Instituto de Medios Sociales. Una cosa es conocer y otra muy distinta es querer. Nos pasa con las personas, pero también con las marcas. Unas nos suenan, de otras lo sabemos casi todo y a otras las queremos como si fueran parte de nosotros. Quien quiere a Coca-Cola no es muy amigo de Pepsi y a quien es de Cola-Cao el Nesquik le suele hacer poca gracia; a madridistas y a culés no les corre la misma sangre por las venas y es complicado que un votante del PP quiera a la marca PSOE.

Los estudiosos del marketing discrepan en muchos temas, pero si en algo coinciden es en que las marcas son verdaderamente valiosas cuando los consumidores no solo las conocen, sino que además las quieren. Los flechazos a primera vista existen, sobre todo en los cuentos, pero es casi imposible querer a alguien sin antes conocerlo. Con las marcas igual. Si nadie nos hubiera hablado nunca de Coca-Cola, si nunca la hubiéramos visto en la estantería del supermercado, difícilmente la hubiéramos podido pedir en un bar o desearla locamente cuando tenemos sed. Por raro que nos parezca, no nacemos con Coca-Cola en nuestro ADN, sino que si la conocemos y la queremos es fruto de un arduo y constante trabajo de comunicación y de marketing. 

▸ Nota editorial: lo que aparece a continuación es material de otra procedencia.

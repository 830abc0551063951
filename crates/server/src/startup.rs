use std::{env, net::SocketAddr};

use axum::Router;
use common::utils::logging::init_logging_default;
use dotenvy::dotenv;
use tower_http::cors::CorsLayer;
use tracing::info;

use crate::routes::{self, ServerState};

/// Initialize logging via shared common utils
fn init_logging() {
    init_logging_default();
}

fn build_cors() -> CorsLayer {
    CorsLayer::very_permissive()
}

/// Load host/port from configs or env vars, with sensible fallbacks
fn load_bind_addr() -> anyhow::Result<SocketAddr> {
    let (host, port) = match configs::AppConfig::load_and_validate() {
        Ok(cfg) => {
            let s = cfg.server;
            (s.host, s.port)
        }
        Err(_) => {
            let host = env::var("SERVER_HOST").unwrap_or_else(|_| "127.0.0.1".to_string());
            let port = env::var("SERVER_PORT")
                .ok()
                .and_then(|p| p.parse::<u16>().ok())
                .unwrap_or(8080);
            (host, port)
        }
    };
    Ok(format!("{}:{}", host, port).parse()?)
}

/// Public entry: build the app and run the HTTP server
pub async fn run() -> anyhow::Result<()> {
    dotenv().ok();
    init_logging();

    let state = ServerState::seeded();
    let cors = build_cors();
    let app: Router = routes::build_router(state, cors);

    let addr = load_bind_addr()?;
    info!(%addr, "starting catalog api server");
    let listener = tokio::net::TcpListener::bind(addr).await?;
    axum::serve(listener, app).await?;
    Ok(())
}
use chrono::{DateTime, Utc};
use rust_decimal::Decimal;
use serde::{Deserialize, Serialize};

use crate::errors::ModelError;

/// A catalog product referencing its category by id.
///
/// `id`, `created_at` and `updated_at` are assigned by the owning store;
/// `updated_at` equals `created_at` until the first update.
#[derive(Clone, Debug, PartialEq, Serialize, Deserialize)]
pub struct Product {
    #[serde(default)]
    pub id: i32,
    pub name: String,
    #[serde(default)]
    pub description: String,
    pub price: Decimal,
    pub category_id: i32,
    #[serde(default)]
    pub is_active: bool,
    #[serde(default = "Utc::now")]
    pub created_at: DateTime<Utc>,
    #[serde(default = "Utc::now")]
    pub updated_at: DateTime<Utc>,
}

impl Product {
    /// Build an unsaved product; the store assigns `id` and the timestamps.
    pub fn new(
        name: impl Into<String>,
        description: impl Into<String>,
        price: Decimal,
        category_id: i32,
        is_active: bool,
    ) -> Self {
        let now = Utc::now();
        Self {
            id: 0,
            name: name.into(),
            description: description.into(),
            price,
            category_id,
            is_active,
            created_at: now,
            updated_at: now,
        }
    }
}

/// Reject empty or whitespace-only product names.
pub fn validate_name(name: &str) -> Result<(), ModelError> {
    if name.trim().is_empty() {
        return Err(ModelError::Validation("product name must not be empty".into()));
    }
    Ok(())
}

/// Prices must be strictly positive.
pub fn validate_price(price: Decimal) -> Result<(), ModelError> {
    if price <= Decimal::ZERO {
        return Err(ModelError::Validation("product price must be greater than zero".into()));
    }
    Ok(())
}
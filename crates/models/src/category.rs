use chrono::{DateTime, Utc};
use serde::{Deserialize, Serialize};

use crate::errors::ModelError;
use crate::product::Product;

/// A product category.
///
/// `id` and `created_at` are assigned by the owning store. `products` is
/// transient: stored rows keep it `None`, and the service layer fills it in
/// for the with-products read; it is dropped from JSON when absent.
#[derive(Clone, Debug, PartialEq, Serialize, Deserialize)]
pub struct Category {
    #[serde(default)]
    pub id: i32,
    pub name: String,
    #[serde(default)]
    pub description: String,
    #[serde(default)]
    pub is_active: bool,
    #[serde(default = "Utc::now")]
    pub created_at: DateTime<Utc>,
    #[serde(default, skip_serializing_if = "Option::is_none")]
    pub products: Option<Vec<Product>>,
}

impl Category {
    /// Build an unsaved category; the store assigns `id` and `created_at`.
    pub fn new(name: impl Into<String>, description: impl Into<String>, is_active: bool) -> Self {
        Self {
            id: 0,
            name: name.into(),
            description: description.into(),
            is_active,
            created_at: Utc::now(),
            products: None,
        }
    }
}

/// Reject empty or whitespace-only category names.
pub fn validate_name(name: &str) -> Result<(), ModelError> {
    if name.trim().is_empty() {
        return Err(ModelError::Validation("category name must not be empty".into()));
    }
    Ok(())
}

Si las marcas no vienen de serie nos equivocaremos al pensar que nos alumbrarán igual los faros de xenón que los de toda la vida. Todos tienen luz, con todos podemos ver, pero la visión que ofrecen de la carretera es muy diferente. Pues bien, esa visión -esa marca- que a todos se nos viene a la cabeza al pensar en un producto determinado y que es mencionada de un modo casi automático –casi de serie– es el top of mind. Piensa en una marca de bolígrafos, en otra de whisky, en otra de detergente o en la colonia que regalarías a tu padre por su santo. Ese es tu top of mind. Piensa ahora en tu equipo de fútbol, en tus zapatillas favoritas o en tu camisa de cabecera, ese es tu top of heart. En este caso, no solo identificas, sino que la marca te conmueve, hay una conexión emocional entre tú y lo que esa marca te hace sentir. ¿Por qué quieres esas marcas? Porque su trabajo de comunicación y de marketing ha calado fondo en ti, sus estrategias han funcionado y tú eres un consumidor que incluso rechazarías una marca alternativa de características semejantes.

Querer es la meta, pero conocer es el objetivo. No se puede querer, matar por la marca, si previamente no sabes que existe. Es lógico. Por eso nada existe hasta que se comunica y nada se puede querer sin que antes te haya hecho tilín.

José Sixto García.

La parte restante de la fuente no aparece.